Nesta terça-feira (9), a Câmara dos Deputados aprovou a urgência de um importante projeto de lei destinado a corrigir falhas identificadas na Lei Antifacção, legislação sancionada em março pelo presidente Luiz Inácio Lula da Silva. O objetivo é evitar que condenados por crimes ultraviolentos se beneficiem de regras mais brandas.

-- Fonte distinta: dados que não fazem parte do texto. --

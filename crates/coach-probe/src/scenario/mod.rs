//! End-to-end scenarios against the Decision Coach frontend.
//!
//! Each scenario owns its page and runs its steps strictly in order:
//! readiness, navigate, input, submit, wait for render, validate.

mod runner;
mod steps;

pub use runner::ScenarioRunner;
pub use steps::{ScenarioContext, QUERY_SET, PRIMARY_QUERY};

use serde::{Deserialize, Serialize};
use std::fmt;
use std::path::PathBuf;
use std::str::FromStr;

use crate::page::PageHandle;
use crate::result::{ProbeError, ProbeResult};

/// One user-facing behavior under test
#[derive(Debug, Clone, Copy, PartialEq, Eq, Hash, Serialize, Deserialize)]
#[serde(rename_all = "snake_case")]
pub enum Scenario {
    /// Submit a query; every required section and tooltip renders well-formed
    BasicRendering,
    /// Several query types each render every required section
    MultipleQueries,
    /// Empty, whitespace, and over-long queries leave the input usable
    ErrorStates,
    /// Wrapper centered at the default viewport
    LayoutDefault,
    /// Wrapper centered at each sweep viewport
    LayoutViewportSweep,
    /// Wrapper stays put while the response renders
    LayoutDynamicStability,
}

impl Scenario {
    /// Every scenario in run order
    pub const ALL: [Self; 6] = [
        Self::BasicRendering,
        Self::MultipleQueries,
        Self::ErrorStates,
        Self::LayoutDefault,
        Self::LayoutViewportSweep,
        Self::LayoutDynamicStability,
    ];

    /// Stable snake_case name
    #[must_use]
    pub const fn name(self) -> &'static str {
        match self {
            Self::BasicRendering => "basic_rendering",
            Self::MultipleQueries => "multiple_queries",
            Self::ErrorStates => "error_states",
            Self::LayoutDefault => "layout_default",
            Self::LayoutViewportSweep => "layout_viewport_sweep",
            Self::LayoutDynamicStability => "layout_dynamic_stability",
        }
    }

    /// One-line description
    #[must_use]
    pub const fn description(self) -> &'static str {
        match self {
            Self::BasicRendering => "query renders all sections and well-formed tooltips",
            Self::MultipleQueries => {
                "career, financial, relationship, and relocation queries render"
            }
            Self::ErrorStates => {
                "empty, whitespace-only, and over-long queries keep the input usable"
            }
            Self::LayoutDefault => "layout wrapper is centered at the default viewport",
            Self::LayoutViewportSweep => "layout wrapper is centered across six viewport sizes",
            Self::LayoutDynamicStability => {
                "layout wrapper does not shift when the response renders, narrow and wide"
            }
        }
    }

    /// Scenarios whose name contains `filter` (all when `None`)
    #[must_use]
    pub fn select(filter: Option<&str>) -> Vec<Self> {
        Self::ALL
            .into_iter()
            .filter(|s| filter.map_or(true, |f| s.name().contains(f)))
            .collect()
    }

    /// Run against `ctx`, returning screenshots captured on success
    pub async fn run<P: PageHandle + ?Sized>(
        self,
        ctx: &ScenarioContext<'_, P>,
    ) -> ProbeResult<Vec<PathBuf>> {
        match self {
            Self::BasicRendering => steps::basic_rendering(ctx).await,
            Self::MultipleQueries => steps::multiple_queries(ctx).await,
            Self::ErrorStates => steps::error_states(ctx).await,
            Self::LayoutDefault => steps::layout_default(ctx).await,
            Self::LayoutViewportSweep => steps::layout_viewport_sweep(ctx).await,
            Self::LayoutDynamicStability => steps::layout_dynamic_stability(ctx).await,
        }
    }
}

impl fmt::Display for Scenario {
    fn fmt(&self, f: &mut fmt::Formatter<'_>) -> fmt::Result {
        f.write_str(self.name())
    }
}

impl FromStr for Scenario {
    type Err = ProbeError;

    fn from_str(s: &str) -> Result<Self, Self::Err> {
        Self::ALL
            .into_iter()
            .find(|scenario| scenario.name() == s)
            .ok_or_else(|| ProbeError::invalid_config(format!("unknown scenario {s:?}")))
    }
}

Novos Crimes e suas Implicações
O projeto, que já havia sido aprovado pelo Congresso em fevereiro, agora propõe a inclusão de quatro novos crimes tipificados como ultraviolentos na Lei de Crimes Hediondos. Esses crimes incluem homicídio doloso ultraviolento, latrocínio ultraviolento, extorsão ultraviolenta e extorsão mediante sequestro ultraviolenta, todos com penas que podem chegar até 40 anos.
Com a aprovação da urgência, o projeto pode ser votado diretamente no plenário da Câmara, dispensando a análise pelas comissões. Contudo, ainda não há uma data definida para essa votação, pois a pauta da Casa está atualmente trancada devido à urgência de um projeto do Executivo relacionado ao fim da escala 6x1.
Preocupações do Ministério Público
A análise da urgência foi motivada por um ofício enviado pela Fundação Escola Superior do Ministério Público do Estado de Mato Grosso (FESMP-MT) aos presidentes da Câmara e do Senado, alertando sobre falhas na legislação aprovada. O documento destaca que a omissão de certos crimes na Lei de Crimes Hediondos poderia facilitar a progressão de regime para condenados.
De acordo com o ofício, a ausência dos crimes ultraviolentos da lei pode resultar em um paradoxo legal, onde condenados por homicídio doloso ultraviolento possam progredir de regime com menos rigor do que aqueles condenados por homicídio qualificado ordinário, o que é considerado hediondo e tem regras mais severas.
Justificativa e Propostas de Alteração
O projeto, apresentado pelo deputado Guilherme Derrite (PP-SP), busca adequar o tratamento jurídico dessas condutas para que crimes graves, especialmente os vinculados ao crime organizado, recebam uma resposta penal proporcional à sua gravidade. O relator do projeto no Senado, Alessandro Vieira (MDB-SE), afirmou que a falha foi inicialmente retirada, mas acabou sendo reintegrada pelos deputados em uma análise posterior.
A proposta do Ministério Público é a inclusão dos quatro novos tipos de crimes na Lei de Crimes Hediondos, o que asseguraria penas mais rigorosas e adequadas à gravidade das condutas. A correção é vista como uma medida necessária para garantir que a legislação não favoreça criminosos organizados.